Franklin promises to mix things up at the N’DIGO gala. (At the Chicago Theatre show she rolled out everything from her smash hit “Think” to a fiery cover of Sam Cooke’s “You Send Me.”)
“I’ll be doing some things people haven’t heard me sing, and some old stuff that I haven’t done,” she said. “You have this big repertoire where it is hard to sing everything. So I try to change the program each time I come to Chicago. I’m also looking forward to some of that great Lem’s Barbecue (on East 75th St.) after the concert.”

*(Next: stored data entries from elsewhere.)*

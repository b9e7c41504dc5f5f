use clap::{Args, Parser, Subcommand};
use std::path::PathBuf;
use std::time::Duration;
use tracing::{error, info, warn};

use rental_cleaner::config::Config;
use rental_cleaner::logging;
use rental_cleaner::pipeline::processing::geocode::{BanGeocoder, Geocoder, NullGeocoder};
use rental_cleaner::pipeline::{load_stations, Pipeline, PipelineResult, SourcePaths};

#[derive(Parser)]
#[command(name = "rental_cleaner")]
#[command(about = "Normalize, geocode and filter scraped rental listings")]
#[command(version = "0.1.0")]
struct Cli {
    /// Path to the TOML configuration file
    #[arg(long, global = true, default_value = rental_cleaner::config::DEFAULT_CONFIG_PATH)]
    config: PathBuf,

    #[command(subcommand)]
    command: Commands,
}

#[derive(Args)]
struct SourceArgs {
    /// Raw Guy Hoquet table
    #[arg(long)]
    guy_hoquet: PathBuf,
    /// Raw Laforêt table
    #[arg(long)]
    laforet: PathBuf,
    /// Raw Orpi table
    #[arg(long)]
    orpi: PathBuf,
    /// Local station list, one name per line, instead of downloading it
    #[arg(long)]
    stations_file: Option<PathBuf>,
}

impl SourceArgs {
    fn paths(&self) -> SourcePaths {
        SourcePaths {
            guy_hoquet: self.guy_hoquet.clone(),
            laforet: self.laforet.clone(),
            orpi: self.orpi.clone(),
        }
    }
}

#[derive(Subcommand)]
enum Commands {
    /// Run the whole pipeline and write the monthly clean table
    Clean {
        #[command(flatten)]
        sources: SourceArgs,
        /// Folder receiving locations_<year>_<month>_clean.csv
        #[arg(long)]
        data_folder: Option<PathBuf>,
        /// Skip geocoding; every row then lacks coordinates and is filtered out
        #[arg(long)]
        no_geocode: bool,
    },
    /// Normalize and infer addresses only, writing the intermediate table
    Normalize {
        #[command(flatten)]
        sources: SourceArgs,
        /// Output path for the addressed table
        #[arg(long)]
        output: PathBuf,
    },
}

fn print_result(result: &PipelineResult) {
    println!("\n📊 Pipeline Results:");
    for (source, summary) in &result.sources {
        println!(
            "   {}: {} read, {} kept, {} duplicates, {} dropped",
            source,
            summary.rows_in,
            summary.rows_kept,
            summary.duplicates_removed,
            summary.total_dropped()
        );
        for (reason, count) in &summary.dropped {
            println!("      - {}: {}", reason, count);
        }
    }
    println!("   Merged listings: {}", result.merged_rows);
    println!("   With an address: {}", result.addressed_rows);
    println!(
        "   Geocoded: {} found, {} no match, {} timeout, {} failed, {} skipped",
        result.geocode.found,
        result.geocode.no_match,
        result.geocode.timeout,
        result.geocode.failed,
        result.geocode.skipped
    );
    println!(
        "   Retained: {} ({} outside box, {} without coordinates)",
        result.outliers.retained, result.outliers.outside_box, result.outliers.missing_coords
    );
    if let Some(output_file) = &result.output_file {
        println!("   Output file: {}", output_file);
    }
}

fn build_pipeline(config: &Config, sources: &SourceArgs, geocoder: Box<dyn Geocoder>) -> anyhow::Result<Pipeline> {
    let mut stations_config = config.stations.clone();
    if let Some(file) = &sources.stations_file {
        stations_config.file = Some(file.clone());
    }
    let stations = load_stations(
        &stations_config,
        &config.geocoder.user_agent,
        Duration::from_secs(config.geocoder.timeout_seconds),
    )?;
    if stations.is_empty() {
        warn!("Station list is empty, metro inference disabled");
    } else {
        info!(stations = stations.len(), "Loaded station list");
    }
    Ok(Pipeline::from_config(config, &stations, geocoder)?)
}

fn main() -> anyhow::Result<()> {
    dotenv::dotenv().ok();

    let cli = Cli::parse();
    let config = Config::load_from(&cli.config)?;
    let _log_guard = logging::init_logging(&config.logging)?;

    let outcome = match cli.command {
        Commands::Clean {
            sources,
            data_folder,
            no_geocode,
        } => {
            println!("🧹 Running cleaning pipeline...");
            let geocoder: Box<dyn Geocoder> = if no_geocode {
                Box::new(NullGeocoder)
            } else {
                Box::new(BanGeocoder::new(&config.geocoder)?)
            };
            let pipeline = build_pipeline(&config, &sources, geocoder)?;
            let data_folder = data_folder.unwrap_or_else(|| config.output.data_folder.clone());
            pipeline.run_to_disk(&sources.paths(), &data_folder)
        }
        Commands::Normalize { sources, output } => {
            println!("🔨 Running normalization...");
            let pipeline = build_pipeline(&config, &sources, Box::new(NullGeocoder))?;
            pipeline.normalize_to_disk(&sources.paths(), &output)
        }
    };

    match outcome {
        Ok(result) => {
            info!("Pipeline finished");
            print_result(&result);
            Ok(())
        }
        Err(e) => {
            error!("Pipeline failed: {}", e);
            println!("❌ Pipeline failed: {}", e);
            Err(e.into())
        }
    }
}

Franklin has reunited with her mentor and producer Clive Davis for her upcoming CD. Davis was the braintrust of the hit Franklin albums “Jump To It” (1982, produced by Luther Vandross) and “Who’s Zoomin’ Who?” (1985).
“The new record will be out by September, no later than October,” she said. “He’s talking to all the great writers gathering material for me to listen to. I look for a great lyric and a great melody in a song. It is absolutely fabulous to be back with him. We have great rapport.”
Franklin was in a chipper mood because she was on vacation en route to New York. She revealed that she loves to stop at roadside Cracker Barrels.
“I always go to Cracker Barrel and Bob Evans, too,” she said. “As a matter of fact, Cracker Barrel and I are negotiating about carrying one of my newer CDs. I love the chicken and dumplings at Cracker Barrel.”
Franklin is moving along the freeway of love just fine at age 70.
“Who is 70?,” she asked. “Puhleeeeze. I just had my 59th birthday. [Laughs] I don’t know why people can’t keep it straight!”